Reply with quote #16
Thank you much Richard (and others who replied).
I have zero experience of using turntable. As I heard so many good things about it from audio forums, I want to have a try. I did listen to some vinyl demos in audio shows, sounds amazing (of course they're very high end equipments so this is expected). What you suggested totally makes sense - I should have more listening sessions with friends who have vinyl, before jumping on it. Right now I have TS 300B SE & MP, with club-27 speakers, I am pretty happy with their performance. I assume they should work well with TS Phono. I keep learning about analog before I'm ready to get a good system. I like the flexibility of digital source though. Finding LPs may be challenging too, maybe someday I will get a bunch from some garage sale ;-)
Originally Posted by
Richard Hello Eric. Have you had any experience with a turntable, using or listening? If you want to invest in this format you might want a reference to aspire towards. So, friends or some means to hear what this set up sounds like, and what you can use to equal or better the experience. You might find that maybe it's not worth all the fuss to get one set up and use if your main reference has been the current digital offerings. Vinyl set up requires a certain amount of detailed cartridge alignment. And does your speaker and amplifier set up allow for the spl level your use to hearing with digital when using vinyl. I think you could do it within your budget. Experienced users of vinyl all have their preferences and the drive systems debate of a turntable shouldn't limit what your minimum outlay should be for a start up system. I think the 2nd hand market is a good way to enter into the foray. But you're going to have to figure out what trade off or variable you can deal with, including the TS phono to add this format to your system. I found that I like no variation with speed issues and a neutral baseline that doesn't add coloration to the cartridge in use, (no feedback). That led me to direct drive. The turntable you showed for sale to me didn't offer a potential of value vs performance based on what the probable outlay for it would be. Starting and stopping the platter with your hand just doesn't give much confidence for stable speed retention during record play.
Reply with quote #17
You can do no better than TS phono stage unless you are willing to mortgage your house. Everything that Bruce that BR does defies the standards of the industry. You may want to consider a vintage Garrard 301 or 401 TT. . Read the reviews as they both are highly regarded. There are numerous articles on the net about restoration. The 301 prices are now inflated on ebay and the grease bearing commands a much higher price. Sonically the 401 is supposed to be better and is much cheaper. I prefer the retro esthetics of the 301. I have the 301 non-grease bearing that I partially restored and I am very satisfied with it. I am informed that it is easily converted to a grease bearing model. You can buy many comparable arms. I bought a high mass baltic birch plinth off ebay and finished it myself. I use a SME 312S arm with a Zu/DL-103 MK II. At this point I will probably never buy another cartridge as I am so satisfied. Also, look at the Well Tempered TT and especially the Reference model. I had one 20 years ago with a Van den Hull mc 10 cartridge and loved it so much. Bob
Reply with quote #18
Don't need a high end TT set up to enjoy vinyl.

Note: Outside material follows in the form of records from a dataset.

//! Multi-factor reranking over merged search results. The additive factors
//! keep a fixed ordering of effect sizes: keyword seeding > structure >
//! authority > recency; the exact magnitudes are tunable.

use chrono::{Duration, Utc};

use crate::classifier::detect_query_language;
use crate::models::{Language, RankedResult};

const STRUCTURED_BONUS: f64 = 0.15;
const LANGUAGE_MATCH_NORWEGIAN_QUERY: f64 = 0.12;
const LANGUAGE_NORWEGIAN_BASE: f64 = 0.08;
const LANGUAGE_ENGLISH_MATCH: f64 = 0.08;
const LANGUAGE_MIXED: f64 = 0.03;
const AUTHORITATIVE_BONUS: f64 = 0.06;
const LATEST_BONUS: f64 = 0.03;
const TRANSLATION_PENALTY: f64 = 0.03;
const PRIORITY_SLICE: f64 = 0.03;
const PRIORITY_NORMALIZER: f64 = 1_000_000.0;
const SECTION_TITLE_BONUS: f64 = 0.1;
const LENGTH_SWEET_SPOT_BONUS: f64 = 0.05;
const LENGTH_PENALTY: f64 = 0.05;
const RECENT_YEAR_BONUS: f64 = 0.05;
const RECENT_THREE_YEARS_BONUS: f64 = 0.02;

/// Rescore `results` in place against `query`, then sort descending. The
/// final score replaces the prior similarity score.
pub fn rerank(results: &mut [RankedResult], query: &str) {
    let query_language = detect_query_language(query);
    let lowered_query = query.to_lowercase();
    let now = Utc::now();

    for result in results.iter_mut() {
        let mut score = result.score;

        if result.unit.chunk.kind.is_structured() {
            score += STRUCTURED_BONUS;
        }

        score += language_bonus(result.unit.language, query_language);
        score += authority_bonus(result);

        if let Some(title) = &result.unit.chunk.section_title {
            let title = title.trim().to_lowercase();
            if !title.is_empty() && lowered_query.contains(&title) {
                score += SECTION_TITLE_BONUS;
            }
        }

        score += length_bonus(result.unit.chunk.content.len());

        let age = now.signed_duration_since(result.unit.modified_at);
        if age < Duration::days(365) {
            score += RECENT_YEAR_BONUS;
        } else if age < Duration::days(3 * 365) {
            score += RECENT_THREE_YEARS_BONUS;
        }

        result.score = score;
    }

    results.sort_by(|left, right| {
        right
            .score
            .total_cmp(&left.score)
            .then_with(|| left.unit.id.cmp(&right.unit.id))
    });
}

/// Norwegian content always gets a bonus; it is largest when the query is
/// Norwegian too. English content only scores for English queries.
fn language_bonus(unit_language: Language, query_language: Language) -> f64 {
    match unit_language {
        Language::Norwegian if query_language == Language::Norwegian => {
            LANGUAGE_MATCH_NORWEGIAN_QUERY
        }
        Language::Norwegian => LANGUAGE_NORWEGIAN_BASE,
        Language::English if query_language == Language::English => LANGUAGE_ENGLISH_MATCH,
        Language::Mixed => LANGUAGE_MIXED,
        _ => 0.0,
    }
}

fn authority_bonus(result: &RankedResult) -> f64 {
    let mut bonus = 0.0;
    if result.unit.is_authoritative {
        bonus += AUTHORITATIVE_BONUS;
    }
    if result.unit.is_latest {
        bonus += LATEST_BONUS;
    }
    if result.unit.is_translation {
        bonus -= TRANSLATION_PENALTY;
    }
    bonus + (result.unit.priority.max(0) as f64 / PRIORITY_NORMALIZER).min(1.0) * PRIORITY_SLICE
}

/// Reward the 500–1500 character sweet spot; penalize fragments and walls
/// of text.
fn length_bonus(length: usize) -> f64 {
    if length < 100 || length > 3_000 {
        -LENGTH_PENALTY
    } else if (500..=1_500).contains(&length) {
        LENGTH_SWEET_SPOT_BONUS
    } else {
        0.0
    }
}

#[cfg(test)]
mod tests {
    use super::*;
    use chrono::{Duration, Utc};
    use crate::models::{ChunkKind, SearchType};
    use crate::testutil::sample_unit;

    fn result(document_id: &str, content: &str, score: f64) -> RankedResult {
        RankedResult {
            unit: sample_unit(document_id, 0, content),
            score,
            search_type: SearchType::Semantic,
        }
    }

    #[test]
    fn structured_chunks_outrank_equal_semantic_chunks() {
        let body = "a".repeat(800);
        let mut structured = result("doc-a", &body, 0.5);
        structured.unit.chunk.kind = ChunkKind::Structured;
        let unstructured = result("doc-b", &body, 0.5);

        let mut results = vec![unstructured, structured];
        rerank(&mut results, "hvordan velges styret");

        assert_eq!(results[0].unit.document_id, "doc-a");
    }

    #[test]
    fn norwegian_language_bonus_shrinks_for_english_queries() {
        let norwegian_query = language_bonus(Language::Norwegian, Language::Norwegian);
        let english_query = language_bonus(Language::Norwegian, Language::English);

        assert!(english_query > 0.0, "authority language always scores");
        assert!(norwegian_query > english_query);
    }

    #[test]
    fn english_content_scores_only_for_english_queries() {
        assert!(language_bonus(Language::English, Language::English) > 0.0);
        assert_eq!(language_bonus(Language::English, Language::Norwegian), 0.0);
    }

    #[test]
    fn norwegian_authority_still_wins_on_english_query() {
        // Authority overrides language match: the Norwegian statutory
        // document stays on top even when the query is English.
        let body = "The board is elected. ".repeat(40);
        let mut norwegian = result("doc-no", &body, 0.5);
        norwegian.unit.chunk.kind = ChunkKind::Structured;

        let mut english = result("doc-en", &body, 0.5);
        english.unit.language = Language::English;
        english.unit.is_authoritative = false;
        english.unit.is_translation = true;

        let mut results = vec![english, norwegian];
        rerank(&mut results, "what does the section about the board say");

        assert_eq!(results[0].unit.document_id, "doc-no");
    }

    #[test]
    fn section_title_substring_in_query_is_rewarded() {
        let body = "Styret består av leder og nestleder. ".repeat(20);
        let mut titled = result("doc-a", &body, 0.5);
        titled.unit.chunk.section_title = Some("Styrets sammensetning".into());
        let plain = result("doc-b", &body, 0.5);

        let mut results = vec![plain, titled];
        rerank(&mut results, "hva sier styrets sammensetning i vedtektene");

        assert_eq!(results[0].unit.document_id, "doc-a");
    }

    #[test]
    fn length_sweet_spot_beats_fragments_and_walls() {
        assert!(length_bonus(800) > length_bonus(250));
        assert!(length_bonus(250) > length_bonus(50));
        assert!(length_bonus(250) > length_bonus(5_000));
    }

    #[test]
    fn recent_documents_get_a_recency_bonus() {
        let body = "a".repeat(800);
        let mut fresh = result("doc-a", &body, 0.5);
        fresh.unit.modified_at = Utc::now() - Duration::days(30);
        let mut stale = result("doc-b", &body, 0.5);
        stale.unit.modified_at = Utc::now() - Duration::days(5 * 365);

        let mut results = vec![stale, fresh];
        rerank(&mut results, "hvordan velges styret");

        assert_eq!(results[0].unit.document_id, "doc-a");
    }

    #[test]
    fn rerank_keeps_the_same_elements() {
        let mut results = vec![
            result("doc-a", &"a".repeat(800), 0.9),
            result("doc-b", &"b".repeat(800), 0.1),
        ];
        rerank(&mut results, "styret");
        assert_eq!(results.len(), 2);
    }
}
//! Shared fixtures for unit tests: sample documents, indexed units, and a
//! canned document source.

use std::collections::HashMap;

use async_trait::async_trait;
use chrono::Utc;

use crate::error::IndexError;
use crate::models::{unit_id, Chunk, ChunkKind, IndexedUnit, Language, PathCategory, SourceDocument};
use crate::traits::{DocumentSource, Site};

pub(crate) fn sample_document(name: &str, folder: &str) -> SourceDocument {
    SourceDocument {
        id: format!("id-{name}"),
        drive_id: "drive-1".into(),
        site_id: "site-1".into(),
        name: name.into(),
        folder_path: folder.into(),
        content_type: "text/plain".into(),
        size: 1_024,
        created_at: Utc::now(),
        modified_at: Utc::now(),
        author: Some("BISO".into()),
        web_url: format!("https://example.org/view/{name}"),
        download_url: format!("https://example.org/raw/{name}"),
    }
}

pub(crate) fn sample_unit(document_id: &str, chunk_index: u32, content: &str) -> IndexedUnit {
    IndexedUnit {
        id: unit_id(document_id, chunk_index),
        chunk: Chunk {
            content: content.to_string(),
            chunk_index,
            kind: ChunkKind::Semantic,
            section_number: None,
            section_title: None,
            start_char: 0,
            end_char: content.len(),
        },
        document_id: document_id.to_string(),
        document_name: format!("{document_id}.pdf"),
        site_id: "site-1".into(),
        drive_id: "drive-1".into(),
        content_type: "application/pdf".into(),
        language: Language::Norwegian,
        version_raw: Some("v7.1".into()),
        is_authoritative: true,
        is_latest: true,
        is_translation: false,
        priority: 700_158,
        path_category: PathCategory::Statutes,
        web_url: format!("https://example.org/view/{document_id}"),
        source_url: format!("https://example.org/raw/{document_id}"),
        modified_at: Utc::now(),
        job_id: "job-1".into(),
    }
}

/// Canned [`DocumentSource`] backed by an in-memory listing.
pub(crate) struct FakeDocumentSource {
    pub documents: Vec<SourceDocument>,
    pub bytes: HashMap<String, Vec<u8>>,
}

impl FakeDocumentSource {
    pub fn new(documents: Vec<SourceDocument>) -> Self {
        let bytes = documents
            .iter()
            .map(|document| {
                (
                    document.id.clone(),
                    format!(
                        "§ 1 Formål\nDette dokumentet heter {} og beskriver formålet med \
                         organisasjonen i tilstrekkelig detalj for indeksering.\n",
                        document.name
                    )
                    .into_bytes(),
                )
            })
            .collect();
        Self { documents, bytes }
    }
}

#[async_trait]
impl DocumentSource for FakeDocumentSource {
    async fn list_sites(&self) -> Result<Vec<Site>, IndexError> {
        Ok(vec![Site {
            id: "site-1".into(),
            name: "Test site".into(),
        }])
    }

    async fn get_site(&self, site_id: &str) -> Result<Site, IndexError> {
        if site_id == "site-1" {
            Ok(Site {
                id: "site-1".into(),
                name: "Test site".into(),
            })
        } else {
            Err(IndexError::NotFound(format!("site {site_id}")))
        }
    }

    async fn list_documents(
        &self,
        _site_id: &str,
        folder_path: &str,
        recursive: bool,
    ) -> Result<Vec<SourceDocument>, IndexError> {
        Ok(self
            .documents
            .iter()
            .filter(|document| {
                if recursive {
                    document.folder_path.starts_with(folder_path)
                } else {
                    document.folder_path == folder_path
                }
            })
            .cloned()
            .collect())
    }

    async fn download_document(
        &self,
        _drive_id: &str,
        document_id: &str,
    ) -> Result<Vec<u8>, IndexError> {
        self.bytes
            .get(document_id)
            .cloned()
            .ok_or_else(|| IndexError::NotFound(format!("document {document_id}")))
    }
}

I have two TTs in my listening room. One is High End Table with High End arm and High End Cart. The other one is a lower End Table (Wega/Sony 350) with a decent cart (Nagaoka MP110). The Lower End TT gets about 90 % of the Playing time. It just sounds groovy that way. YMMV
Reply with quote #19
I agree with CAPT. Z
With unscratched and clean original LP pressings, it's really hard to get anything less than superb and involving sound, from a decent player - and you don't need to spend a fortune. There are garbage 'new pressings' of vinyl everywhere these days, that appear to be simply CD-sourced files cut to nice clean vinyl. They may look cool, but sound dull and lifeless - and sound way worse than CDs, IMHO. There are also garbage players sold new for a couple of hundred dollars, that do no justice to the best of vinyl pressings. But if you can get your hands on clean, unscratched original pressings - and play them on something like a well-looked-after old THORENS TD / AR / REGA 2 or 3 / LINN LP12 / SYSTEMDEK / MICHELL / TECHNICS 1200 (or one of the dozens of newer quality decks) - you will be simply amazed at the sound that emerges.
Reply with quote #20
I have only been on the vinyl scene for a short time and I love it. I got into vinyl for the sound quality and as everyone else has posted when you get an outstanding pressing it’s an experience. I always like getting the best I can afford but I cannot to spend thousands on a deck and thousands on a cartridge but I still got what was best for me and my budget and I think my stuff sounds great. I have a refurbished Dual 1229 with a Denon DL 110 cart and it is awesome (I love the automatic action...set it and forget it). All I am saying is you don’t have to mortgage a house to enjoy great music that’s why we use Transcendent Sound stuff, amazing stuff we can all afford. Do your research and get a solid deck and cart that will match with what you like to listen to, is compatible with your setup, and fits your budget and start spinning!